RSPCA court case involving Redbourn farm adjourned until later this year following death of defendant
PUBLISHED: 11:47 04 August 2016 | UPDATED: 11:56 04 August 2016
An animal cruelty trial has been adjourned until later this year following the death of a defendant last week.
Michael Morley, Patrick Smith, Edward Smith, Julie Smith and Steven Parkin, all of White House Farm in Redbourn, appeared in St Albans Magistrates’ Court on July 18 for a ten day trial for a string of animal cruelty and neglect charges.
But the trial was halted on Tuesday (26) after Mr Parkin took his own life on Monday (25) evening.
By this stage the prosecution submitted its evidence and the defence submitted that there was no case to answer for any of the defendants.
After a short adjournment Judge Carolyn Mellanby announced her decision on the defences’ submission on Friday (29), and said she would dismiss some, but not all of the charges.
She also concluded that the trial would be adjourned until November this year, despite the defences’ request for the trial to be handed over to the Crown Prosecution Service (CPS).
Some of the charges dismissed include a charge against Patrick Smith, Edward Smith, and Julie Smith relating to the conditions some show horses were kept in.

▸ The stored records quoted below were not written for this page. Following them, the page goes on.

//! Immutable SoA tree storage and its builder.

// Split setters take the full node description.
#![allow(clippy::too_many_arguments)]

use ndarray::ArrayView1;

use super::NodeId;
use super::categories::{CategoriesStorage, float_to_category};
use super::node::{ScalarLeaf, SplitType};

/// Structural validation errors for [`Tree`].
#[derive(Debug, Clone, PartialEq, Eq, thiserror::Error)]
pub enum TreeValidationError {
    #[error("tree has no nodes")]
    EmptyTree,
    #[error("node {node} has {side} child {child} but the tree has {n_nodes} nodes")]
    ChildOutOfBounds {
        node: NodeId,
        side: &'static str,
        child: NodeId,
        n_nodes: usize,
    },
    #[error("node {node} is reachable along more than one path")]
    DuplicateVisit { node: NodeId },
}

/// Structure-of-Arrays decision tree.
///
/// Child indices are local to the tree; node 0 is the root.
#[derive(Debug, Clone)]
pub struct Tree {
    split_indices: Box<[u32]>,
    split_thresholds: Box<[f32]>,
    left_children: Box<[u32]>,
    right_children: Box<[u32]>,
    default_left: Box<[bool]>,
    is_leaf: Box<[bool]>,
    leaf_values: Box<[ScalarLeaf]>,
    split_types: Box<[SplitType]>,
    categories: CategoriesStorage,
}

impl Tree {
    #[inline]
    pub fn n_nodes(&self) -> usize {
        self.is_leaf.len()
    }

    #[inline]
    pub fn is_leaf(&self, node: NodeId) -> bool {
        self.is_leaf[node as usize]
    }

    #[inline]
    pub fn split_index(&self, node: NodeId) -> u32 {
        self.split_indices[node as usize]
    }

    #[inline]
    pub fn split_threshold(&self, node: NodeId) -> f32 {
        self.split_thresholds[node as usize]
    }

    #[inline]
    pub fn left_child(&self, node: NodeId) -> NodeId {
        self.left_children[node as usize]
    }

    #[inline]
    pub fn right_child(&self, node: NodeId) -> NodeId {
        self.right_children[node as usize]
    }

    #[inline]
    pub fn default_left(&self, node: NodeId) -> bool {
        self.default_left[node as usize]
    }

    #[inline]
    pub fn split_type(&self, node: NodeId) -> SplitType {
        self.split_types[node as usize]
    }

    #[inline]
    pub fn leaf_value(&self, node: NodeId) -> ScalarLeaf {
        self.leaf_values[node as usize]
    }

    #[inline]
    pub fn categories(&self) -> &CategoriesStorage {
        &self.categories
    }

    pub fn has_categorical(&self) -> bool {
        !self.categories.is_empty()
    }

    /// Largest feature index used by any split, `None` for a single-leaf tree.
    pub fn max_split_index(&self) -> Option<u32> {
        (0..self.n_nodes() as NodeId)
            .filter(|&n| !self.is_leaf(n))
            .map(|n| self.split_index(n))
            .max()
    }

    /// Walk from the root to the leaf reached by `sample`.
    ///
    /// NaN follows the node's default direction. A feature index past the end
    /// of `sample` is treated as missing.
    #[inline]
    pub fn traverse_to_leaf(&self, sample: ArrayView1<'_, f32>) -> NodeId {
        let mut node: NodeId = 0;

        while !self.is_leaf(node) {
            let fvalue = sample
                .get(self.split_index(node) as usize)
                .copied()
                .unwrap_or(f32::NAN);

            let go_left = if fvalue.is_nan() {
                self.default_left(node)
            } else {
                match self.split_type(node) {
                    SplitType::Numeric => fvalue < self.split_threshold(node),
                    SplitType::Categorical => match float_to_category(fvalue) {
                        Some(cat) => !self.categories.category_goes_right(node, cat),
                        None => true,
                    },
                }
            };

            node = if go_left {
                self.left_child(node)
            } else {
                self.right_child(node)
            };
        }

        node
    }

    /// Leaf output for one sample.
    #[inline]
    pub fn predict_row(&self, sample: ArrayView1<'_, f32>) -> f32 {
        self.leaf_value(self.traverse_to_leaf(sample)).0
    }

    /// Check that every split points inside the tree and that no node is
    /// reachable twice (which also rules out cycles).
    ///
    /// Nodes unreachable from the root are allowed; XGBoost keeps pruned
    /// nodes in its arrays.
    pub fn validate(&self) -> Result<(), TreeValidationError> {
        let n_nodes = self.n_nodes();
        if n_nodes == 0 {
            return Err(TreeValidationError::EmptyTree);
        }

        let mut visited = vec![false; n_nodes];
        let mut stack: Vec<NodeId> = vec![0];

        while let Some(node) = stack.pop() {
            if std::mem::replace(&mut visited[node as usize], true) {
                return Err(TreeValidationError::DuplicateVisit { node });
            }
            if self.is_leaf(node) {
                continue;
            }
            for (side, child) in [("left", self.left_child(node)), ("right", self.right_child(node))] {
                if child as usize >= n_nodes {
                    return Err(TreeValidationError::ChildOutOfBounds {
                        node,
                        side,
                        child,
                        n_nodes,
                    });
                }
                stack.push(child);
            }
        }

        Ok(())
    }
}

/// Builds a [`Tree`] node by node.
///
/// Every node starts out as a zero-valued leaf; splits and leaf values are
/// then assigned by index, in any order.
///
/// ```
/// use xgb_inference::repr::gbdt::TreeBuilder;
/// use ndarray::array;
///
/// let mut builder = TreeBuilder::with_n_nodes(3);
/// builder.set_numeric_split(0, 0, 0.5, true, 1, 2);
/// builder.set_leaf(1, -1.0);
/// builder.set_leaf(2, 1.0);
/// let tree = builder.build();
///
/// assert_eq!(tree.predict_row(array![0.2].view()), -1.0);
/// assert_eq!(tree.predict_row(array![0.9].view()), 1.0);
/// ```
#[derive(Debug, Clone)]
pub struct TreeBuilder {
    split_indices: Vec<u32>,
    split_thresholds: Vec<f32>,
    left_children: Vec<u32>,
    right_children: Vec<u32>,
    default_left: Vec<bool>,
    is_leaf: Vec<bool>,
    leaf_values: Vec<ScalarLeaf>,
    split_types: Vec<SplitType>,
    category_sets: Vec<Vec<u32>>,
}

impl TreeBuilder {
    pub fn with_n_nodes(n_nodes: usize) -> Self {
        Self {
            split_indices: vec![0; n_nodes],
            split_thresholds: vec![0.0; n_nodes],
            left_children: vec![0; n_nodes],
            right_children: vec![0; n_nodes],
            default_left: vec![false; n_nodes],
            is_leaf: vec![true; n_nodes],
            leaf_values: vec![ScalarLeaf::default(); n_nodes],
            split_types: vec![SplitType::Numeric; n_nodes],
            category_sets: vec![Vec::new(); n_nodes],
        }
    }

    pub fn set_leaf(&mut self, node: NodeId, value: f32) {
        let i = node as usize;
        self.is_leaf[i] = true;
        self.leaf_values[i] = ScalarLeaf(value);
        self.split_types[i] = SplitType::Numeric;
        self.category_sets[i].clear();
    }

    pub fn set_numeric_split(
        &mut self,
        node: NodeId,
        feature: u32,
        threshold: f32,
        default_left: bool,
        left: NodeId,
        right: NodeId,
    ) {
        self.set_split(node, feature, default_left, left, right);
        let i = node as usize;
        self.split_thresholds[i] = threshold;
        self.split_types[i] = SplitType::Numeric;
        self.category_sets[i].clear();
    }

    /// `bitset` holds the categories that go right, as built by
    /// [`categories_to_bitset`](super::categories_to_bitset).
    pub fn set_categorical_split(
        &mut self,
        node: NodeId,
        feature: u32,
        bitset: Vec<u32>,
        default_left: bool,
        left: NodeId,
        right: NodeId,
    ) {
        self.set_split(node, feature, default_left, left, right);
        let i = node as usize;
        self.split_types[i] = SplitType::Categorical;
        self.category_sets[i] = bitset;
    }

    fn set_split(&mut self, node: NodeId, feature: u32, default_left: bool, left: NodeId, right: NodeId) {
        let i = node as usize;
        self.is_leaf[i] = false;
        self.split_indices[i] = feature;
        self.default_left[i] = default_left;
        self.left_children[i] = left;
        self.right_children[i] = right;
    }

    pub fn build(self) -> Tree {
        let categories = if self.category_sets.iter().all(Vec::is_empty) {
            CategoriesStorage::empty()
        } else {
            let mut bitsets = Vec::new();
            let mut segments = Vec::with_capacity(self.category_sets.len());
            for set in &self.category_sets {
                segments.push((bitsets.len() as u32, set.len() as u32));
                bitsets.extend_from_slice(set);
            }
            CategoriesStorage::new(bitsets, segments)
        };

        Tree {
            split_indices: self.split_indices.into_boxed_slice(),
            split_thresholds: self.split_thresholds.into_boxed_slice(),
            left_children: self.left_children.into_boxed_slice(),
            right_children: self.right_children.into_boxed_slice(),
            default_left: self.default_left.into_boxed_slice(),
            is_leaf: self.is_leaf.into_boxed_slice(),
            leaf_values: self.leaf_values.into_boxed_slice(),
            split_types: self.split_types.into_boxed_slice(),
            categories,
        }
    }
}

Judge Mellanby read from a written statement: “From the overall evidence together with the visual video evidence of the state of those barns I am not satisfied that this case has been made out to a sufficient standard for me to find there is a case to answer.”
Morley now faces 10 charges, while Edward and Julie Smith both face 22 charges, and Patrick Smith faces 10 charges.
The defence criticised the RSPCA, mentioning that a suicide note left by Mr Parkin cited the pressures of the RSPCA trial.
An RSPCA spokesperson said: “The RSPCA was deeply saddened to hear of the death of Stephen Parkin.”
They continued: “After careful examination of the evidence, a decision was made to initiate a prosecution case against five defendants because the level of neglect we found was so serious.
“There are clearly very tragic circumstances surrounding this matter. However, the judge has ruled that in light of the evidence there is still a case to answer in respect of the four remaining defendants and said that it is right in these circumstances for the case to proceed.”